After the deal ended in stalemate, Covea, in an attempt to resume relations with Exor, had agreed to invest 750 million dollars in SPVs managed by PartnerRe and to conduct other investments together with Exor for other 750 millions (see here the press release of that time). Now the current agreement foresees that Exor will buy back some of the SPV positions managed by PartnerRe from Covéa for approximately 725 million dollars. The SPVs will invest in property catastrophe reinsurance contracts (for the protection of properties from the risks of natural disasters) and in other so-called short-tail contracts (with quick repayment, such as fire policies) signed by PartnerRe. Covéa, Exor and PartnerRe will also continue to invest together in the funds managed by Exor.

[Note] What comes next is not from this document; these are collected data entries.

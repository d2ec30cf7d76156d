//! In-memory queries over loaded collections
//!
//! Everything here is pure: functions take records already read from disk
//! and return new vectors or indexes. Text matching is case-insensitive
//! substring containment unless noted otherwise.

use once_cell::sync::Lazy;
use regex::Regex;
use thiserror::Error;

use crate::models::{Idea, IdeaStatus, Note, Priority, Record, Todo};

static TAG_RE: Lazy<Regex> = Lazy::new(|| Regex::new(r"#(\w+)").expect("valid tag regex"));

/// Errors from resolving a record reference
#[derive(Error, Debug, Clone, PartialEq, Eq)]
pub enum QueryError {
    /// Reference was blank
    #[error("No record reference given")]
    EmptyReference,

    /// Neither a valid position nor an id prefix
    #[error("No {kind} found matching '{reference}' (have {len})")]
    NotFound {
        kind: &'static str,
        reference: String,
        len: usize,
    },

    /// Id prefix matched more than one record
    #[error("Ambiguous id '{reference}' matches {} {kind}s: {}", .matches.len(), .matches.join(", "))]
    AmbiguousId {
        kind: &'static str,
        reference: String,
        matches: Vec<String>,
    },
}

/// Keep records whose primary text contains `query`
pub fn filter_by_text<R: Record + Clone>(records: &[R], query: &str) -> Vec<R> {
    let needle = query.to_lowercase();
    records
        .iter()
        .filter(|r| r.text().to_lowercase().contains(&needle))
        .cloned()
        .collect()
}

/// Keep notes carrying exactly `tag` (a leading `#` is ignored)
pub fn filter_by_tag(notes: &[Note], tag: &str) -> Vec<Note> {
    let tag = normalize_tag(tag);
    notes.iter().filter(|n| n.has_tag(&tag)).cloned().collect()
}

/// Keep todos that are still open
pub fn filter_undone(todos: &[Todo]) -> Vec<Todo> {
    todos.iter().filter(|t| !t.is_done()).cloned().collect()
}

pub fn filter_by_priority(todos: &[Todo], priority: Priority) -> Vec<Todo> {
    todos
        .iter()
        .filter(|t| t.priority == priority)
        .cloned()
        .collect()
}

pub fn filter_by_status(ideas: &[Idea], status: IdeaStatus) -> Vec<Idea> {
    ideas
        .iter()
        .filter(|i| i.status == status)
        .cloned()
        .collect()
}

/// Most voted first; equal votes keep their original order
pub fn sort_by_votes_descending(ideas: &[Idea]) -> Vec<Idea> {
    let mut sorted = ideas.to_vec();
    // sort_by is stable
    sorted.sort_by(|a, b| b.votes().cmp(&a.votes()));
    sorted
}

/// Pull `#tags` out of text
///
/// Tags are lowercased, deduplicated, and returned in order of first
/// appearance.
pub fn extract_tags(text: &str) -> Vec<String> {
    let mut tags: Vec<String> = Vec::new();
    for cap in TAG_RE.captures_iter(text) {
        let tag = cap[1].to_lowercase();
        if !tags.contains(&tag) {
            tags.push(tag);
        }
    }
    tags
}

/// Tag usage across notes, most used first, then alphabetical
pub fn tag_counts(notes: &[Note]) -> Vec<(String, usize)> {
    let mut counts: Vec<(String, usize)> = Vec::new();
    for tag in notes.iter().flat_map(|n| n.tags.iter()) {
        match counts.iter_mut().find(|(name, _)| name == tag) {
            Some((_, count)) => *count += 1,
            None => counts.push((tag.clone(), 1)),
        }
    }
    counts.sort_by(|a, b| b.1.cmp(&a.1).then_with(|| a.0.cmp(&b.0)));
    counts
}

const ELLIPSIS: &str = "...";

/// Shorten text to `max_len` characters, ending in "..." when cut
///
/// Widths below 3 get a clipped ellipsis, so the result never exceeds
/// `max_len`.
pub fn truncate_for_display(text: &str, max_len: usize) -> String {
    if text.chars().count() <= max_len {
        return text.to_string();
    }
    if max_len < ELLIPSIS.len() {
        return ELLIPSIS[..max_len].to_string();
    }
    let mut out: String = text.chars().take(max_len - ELLIPSIS.len()).collect();
    out.push_str(ELLIPSIS);
    out
}

/// Resolve a user reference to an index into `records`
///
/// The reference is first read as a 1-based position. If it is not a number
/// or is out of range, it is matched as a unique prefix of a record id.
pub fn resolve<R: Record>(
    records: &[R],
    reference: &str,
    kind: &'static str,
) -> Result<usize, QueryError> {
    let reference = reference.trim();
    if reference.is_empty() {
        return Err(QueryError::EmptyReference);
    }

    if let Ok(position) = reference.parse::<usize>() {
        if (1..=records.len()).contains(&position) {
            return Ok(position - 1);
        }
    }

    let matches: Vec<usize> = records
        .iter()
        .enumerate()
        .filter(|(_, r)| r.id().starts_with(reference))
        .map(|(i, _)| i)
        .collect();

    match matches.as_slice() {
        [index] => Ok(*index),
        [] => Err(QueryError::NotFound {
            kind,
            reference: reference.to_string(),
            len: records.len(),
        }),
        _ => Err(QueryError::AmbiguousId {
            kind,
            reference: reference.to_string(),
            matches: matches.iter().map(|&i| records[i].id().to_string()).collect(),
        }),
    }
}

fn normalize_tag(tag: &str) -> String {
    tag.trim().trim_start_matches('#').to_lowercase()
}
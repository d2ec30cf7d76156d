//! Storage layer
//!
//! Handles JSON persistence of the three record collections.
//!
//! ## Failure policy
//!
//! - **Reads** fail open: a missing or corrupt file loads as an empty list.
//! - **Writes** fail closed: any error is returned to the caller.

pub mod error;
pub mod persistence;

pub use error::{StorageError, StorageResult};
pub use persistence::JsonCollection;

The consideration of 9 billion dollars, that is 7.7 billion euros, compares with the 6.54 billion euros of book value at the end of June 2021 (see here a previous article by BeBeez). The purchase price set in the previous memorandum of understanding with Covéa had also been set at 9 billion dollars (see the press release here at the time) and it was then specified that, taking into account the dividends paid in the meantime by the insurance company, Exor it would have brought home a cash return of 3 billion dollars. Now that figure is expected to rise to around 3.2 billions.
In fact, Exor had bought in 2016 all the PartnerRe ordinary shares, which were listed on the NYSE, for 6.1 billion dollars, after having bought a first package of ordinary shares equal to 9.9% of the capital in 2015, paying 609 millions. Exor also acquired the preferred stock for an additional 42.7 millions, leaving them listed on the NYSE, the opposite of the common stock that had been delisted (see the press release at the time).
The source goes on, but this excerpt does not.